Records supplied:

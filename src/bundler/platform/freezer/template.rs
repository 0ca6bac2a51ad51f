//! PyInstaller spec rendering.

use crate::bundler::{Arch, Error, Result, Settings};
use handlebars::Handlebars;
use serde_json::json;
use std::path::Path;

const SPEC_TEMPLATE: &str = r#"# -*- mode: python ; coding: utf-8 -*-
# Generated for {{arch}} by psydekick_release. Edits are overwritten on every build.

a = Analysis(
    [{{{entry_point}}}],
    pathex=[{{{workspace}}}],
    binaries=[],
    datas=[
{{#each datas}}        ({{{this.source}}}, {{{this.destination}}}),
{{/each}}    ],
    hiddenimports=[
{{#each hidden_imports}}        {{{this}}},
{{/each}}    ],
    hookspath=[],
    hooksconfig={},
    runtime_hooks=[],
    excludes=[],
    noarchive=False,
)
pyz = PYZ(a.pure)

exe = EXE(
    pyz,
    a.scripts,
    [],
    exclude_binaries=True,
    name={{{app_name}}},
    debug=False,
    bootloader_ignore_signals=False,
    strip=False,
    upx=False,
    console=False,
    argv_emulation=False,
    target_arch={{{target_arch}}},
    codesign_identity=None,
    entitlements_file=None,
)
coll = COLLECT(
    exe,
    a.binaries,
    a.datas,
    strip=False,
    upx=False,
    name={{{app_name}}},
)
app = BUNDLE(
    coll,
    name={{{bundle_name}}},
    icon={{{icon}}},
    bundle_identifier={{{bundle_identifier}}},
    version={{{version}}},
    info_plist={
        'CFBundleShortVersionString': {{{version}}},
        'CFBundleVersion': {{{version}}},
        'LSMinimumSystemVersion': {{{minimum_system_version}}},
        'NSHighResolutionCapable': True,
    },
)
"#;

/// Quote a string as a Python literal.
///
/// Backslashes, quotes and control characters are escaped so paths and
/// names can't break out of the literal.
pub fn py_str(s: &str) -> String {
    let mut out = String::with_capacity(s.len() + 2);
    out.push('\'');
    for c in s.chars() {
        match c {
            '\\' => out.push_str(r"\\"),
            '\'' => out.push_str(r"\'"),
            '\n' => out.push_str(r"\n"),
            '\r' => out.push_str(r"\r"),
            '\t' => out.push_str(r"\t"),
            c => out.push(c),
        }
    }
    out.push('\'');
    out
}

fn py_path(path: &Path) -> String {
    py_str(&path.to_string_lossy())
}

/// Render the freezer specification for one architecture.
pub fn render_spec(settings: &Settings, arch: Arch) -> Result<String> {
    let spec = settings.spec();

    let datas: Vec<_> = spec
        .resources
        .iter()
        .map(|r| {
            json!({
                "source": py_path(&settings.resolve(&r.source)),
                "destination": py_str(&r.destination),
            })
        })
        .collect();

    let hidden_imports: Vec<String> = spec.hidden_imports.iter().map(|m| py_str(m)).collect();

    let icon = spec
        .icon
        .as_ref()
        .map(|p| py_path(&settings.resolve(p)))
        .unwrap_or_else(|| "None".to_string());

    let data = json!({
        "arch": arch.as_str(),
        "entry_point": py_path(&settings.resolve(&spec.entry_point)),
        "workspace": py_path(settings.workspace()),
        "datas": datas,
        "hidden_imports": hidden_imports,
        "app_name": py_str(&spec.app_name),
        "bundle_name": py_str(&spec.frozen_bundle_name()),
        "target_arch": py_str(arch.as_str()),
        "icon": icon,
        "bundle_identifier": py_str(&spec.bundle_identifier),
        "version": py_str(&settings.version_string()),
        "minimum_system_version": py_str(&spec.minimum_system_version),
    });

    let mut registry = Handlebars::new();
    registry.set_strict_mode(true);
    registry.register_escape_fn(handlebars::no_escape);
    registry
        .register_template_string("pyinstaller-spec", SPEC_TEMPLATE)
        .map_err(|e| Error::GenericError(format!("invalid spec template: {e}")))?;

    registry
        .render("pyinstaller-spec", &data)
        .map_err(|e| Error::GenericError(format!("failed to render freezer spec: {e}")))
}

#[cfg(test)]
mod tests {
    use super::*;
    use crate::bundler::{ResourceMapping, SettingsBuilder, test_spec};

    fn settings() -> Settings {
        let mut spec = test_spec("PsydeKick");
        spec.resources = vec![
            ResourceMapping {
                source: "main.py".into(),
                destination: ".".into(),
            },
            ResourceMapping {
                source: "config".into(),
                destination: "config".into(),
            },
        ];
        spec.hidden_imports = vec!["streamlit.web.cli".into(), "pytz".into()];
        spec.icon = Some("assets/img/icon.icns".into());
        SettingsBuilder::new()
            .workspace("/work")
            .spec(spec)
            .build()
            .unwrap()
    }

    #[test]
    fn renders_arch_specific_spec() {
        let rendered = render_spec(&settings(), Arch::X86_64).unwrap();

        assert!(rendered.contains("target_arch='x86_64'"));
        assert!(rendered.contains("['/work/run_app.py']"));
        assert!(rendered.contains("('/work/config', 'config'),"));
        assert!(rendered.contains("'streamlit.web.cli',"));
        assert!(rendered.contains("name='PsydeKick.app'"));
        assert!(rendered.contains("icon='/work/assets/img/icon.icns'"));
        assert!(rendered.contains("'CFBundleShortVersionString': '1.2.3'"));
        assert!(rendered.contains("'LSMinimumSystemVersion': '10.15'"));
        assert!(rendered.contains("bundle_identifier='com.example.app'"));
    }

    #[test]
    fn missing_icon_renders_none() {
        let mut s = settings();
        let spec = test_spec("PsydeKick");
        s = SettingsBuilder::new()
            .workspace(s.workspace())
            .spec(spec)
            .build()
            .unwrap();
        let rendered = render_spec(&s, Arch::Arm64).unwrap();
        assert!(rendered.contains("icon=None"));
        assert!(rendered.contains("target_arch='arm64'"));
    }

    #[test]
    fn python_literals_are_escaped() {
        assert_eq!(py_str("it's"), r"'it\'s'");
        assert_eq!(py_str(r"C:\dir"), r"'C:\\dir'");
        assert_eq!(py_str("a\nb"), r"'a\nb'");
    }
}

Requirement:
The full listing has to be duplicated exactly.

Output of the task:
filename src/bundler/platform/freezer/template.rs
repository 0ca6bac2a51ad51f
//! PyInstaller spec rendering.

use crate::bundler::{Arch, Error, Result, Settings};
use handlebars::Handlebars;
use serde_json::json;
use std::path::Path;

const SPEC_TEMPLATE: &str = r#"# -*- mode: python ; coding: utf-8 -*-
# Generated for {{arch}} by psydekick_release. Edits are overwritten on every build.

a = Analysis(
    [{{{entry_point}}}],
    pathex=[{{{workspace}}}],
    binaries=[],
    datas=[
{{#each datas}}        ({{{this.source}}}, {{{this.destination}}}),
{{/each}}    ],
    hiddenimports=[
{{#each hidden_imports}}        {{{this}}},
{{/each}}    ],
    hookspath=[],
    hooksconfig={},
    runtime_hooks=[],
    excludes=[],
    noarchive=False,
)
pyz = PYZ(a.pure)

exe = EXE(
    pyz,
    a.scripts,
    [],
    exclude_binaries=True,
    name={{{app_name}}},
    debug=False,
    bootloader_ignore_signals=False,
    strip=False,
    upx=False,
    console=False,
    argv_emulation=False,
    target_arch={{{target_arch}}},
    codesign_identity=None,
    entitlements_file=None,
)
coll = COLLECT(
    exe,
    a.binaries,
    a.datas,
    strip=False,
    upx=False,
    name={{{app_name}}},
)
app = BUNDLE(
    coll,
    name={{{bundle_name}}},
    icon={{{icon}}},
    bundle_identifier={{{bundle_identifier}}},
    version={{{version}}},
    info_plist={
        'CFBundleShortVersionString': {{{version}}},
        'CFBundleVersion': {{{version}}},
        'LSMinimumSystemVersion': {{{minimum_system_version}}},
        'NSHighResolutionCapable': True,
    },
)
"#;

/// Quote a string as a Python literal.
///
/// Backslashes, quotes and control characters are escaped so paths and
/// names can't break out of the literal.
pub fn py_str(s: &str) -> String {
    let mut out = String::with_capacity(s.len() + 2);
    out.push('\'');
    for c in s.chars() {
        match c {
            '\\' => out.push_str(r"\\"),
            '\'' => out.push_str(r"\'"),
            '\n' => out.push_str(r"\n"),
            '\r' => out.push_str(r"\r"),
            '\t' => out.push_str(r"\t"),
            c => out.push(c),
        }
    }
    out.push('\'');
    out
}

fn py_path(path: &Path) -> String {
    py_str(&path.to_string_lossy())
}

/// Render the freezer specification for one architecture.
pub fn render_spec(settings: &Settings, arch: Arch) -> Result<String> {
    let spec = settings.spec();

    let datas: Vec<_> = spec
        .resources
        .iter()
        .map(|r| {
            json!({
                "source": py_path(&settings.resolve(&r.source)),
                "destination": py_str(&r.destination),
            })
        })
        .collect();

    let hidden_imports: Vec<String> = spec.hidden_imports.iter().map(|m| py_str(m)).collect();

    let icon = spec
        .icon
        .as_ref()
        .map(|p| py_path(&settings.resolve(p)))
        .unwrap_or_else(|| "None".to_string());

    let data = json!({
        "arch": arch.as_str(),
        "entry_point": py_path(&settings.resolve(&spec.entry_point)),
        "workspace": py_path(settings.workspace()),
        "datas": datas,
        "hidden_imports": hidden_imports,
        "app_name": py_str(&spec.app_name),
        "bundle_name": py_str(&spec.frozen_bundle_name()),
        "target_arch": py_str(arch.as_str()),
        "icon": icon,
        "bundle_identifier": py_str(&spec.bundle_identifier),
        "version": py_str(&settings.version_string()),
        "minimum_system_version": py_str(&spec.minimum_system_version),
    });

    let mut registry = Handlebars::new();
    registry.set_strict_mode(true);
    registry.register_escape_fn(handlebars::no_escape);
    registry
        .register_template_string("pyinstaller-spec", SPEC_TEMPLATE)
        .map_err(|e| Error::GenericError(format!("invalid spec template: {e}")))?;

    registry
        .render("pyinstaller-spec", &data)
        .map_err(|e| Error::GenericError(format!("failed to render freezer spec: {e}")))
}

#[cfg(test)]
mod tests {
    use super::*;
    use crate::bundler::{ResourceMapping, SettingsBuilder, test_spec};

    fn settings() -> Settings {
        let mut spec = test_spec("PsydeKick");
        spec.resources = vec![
            ResourceMapping {
                source: "main.py".into(),
                destination: ".".into(),
            },
            ResourceMapping {
                source: "config".into(),
                destination: "config".into(),
            },
        ];
        spec.hidden_imports = vec!["streamlit.web.cli".into(), "pytz".into()];
        spec.icon = Some("assets/img/icon.icns".into());
        SettingsBuilder::new()
            .workspace("/work")
            .spec(spec)
            .build()
            .unwrap()
    }

    #[test]
    fn renders_arch_specific_spec() {
        let rendered = render_spec(&settings(), Arch::X86_64).unwrap();

        assert!(rendered.contains("target_arch='x86_64'"));
        assert!(rendered.contains("['/work/run_app.py']"));
        assert!(rendered.contains("('/work/config', 'config'),"));
        assert!(rendered.contains("'streamlit.web.cli',"));
        assert!(rendered.contains("name='PsydeKick.app'"));
        assert!(rendered.contains("icon='/work/assets/img/icon.icns'"));
        assert!(rendered.contains("'CFBundleShortVersionString': '1.2.3'"));
        assert!(rendered.contains("'LSMinimumSystemVersion': '10.15'"));
        assert!(rendered.contains("bundle_identifier='com.example.app'"));
    }

    #[test]
    fn missing_icon_renders_none() {
        let mut s = settings();
        let spec = test_spec("PsydeKick");
        s = SettingsBuilder::new()
            .workspace(s.workspace())
            .spec(spec)
            .build()
            .unwrap();
        let rendered = render_spec(&s, Arch::Arm64).unwrap();
        assert!(rendered.contains("icon=None"));
        assert!(rendered.contains("target_arch='arm64'"));
    }

    #[test]
    fn python_literals_are_escaped() {
        assert_eq!(py_str("it's"), r"'it\'s'");
        assert_eq!(py_str(r"C:\dir"), r"'C:\\dir'");
        assert_eq!(py_str("a\nb"), r"'a\nb'");
    }
}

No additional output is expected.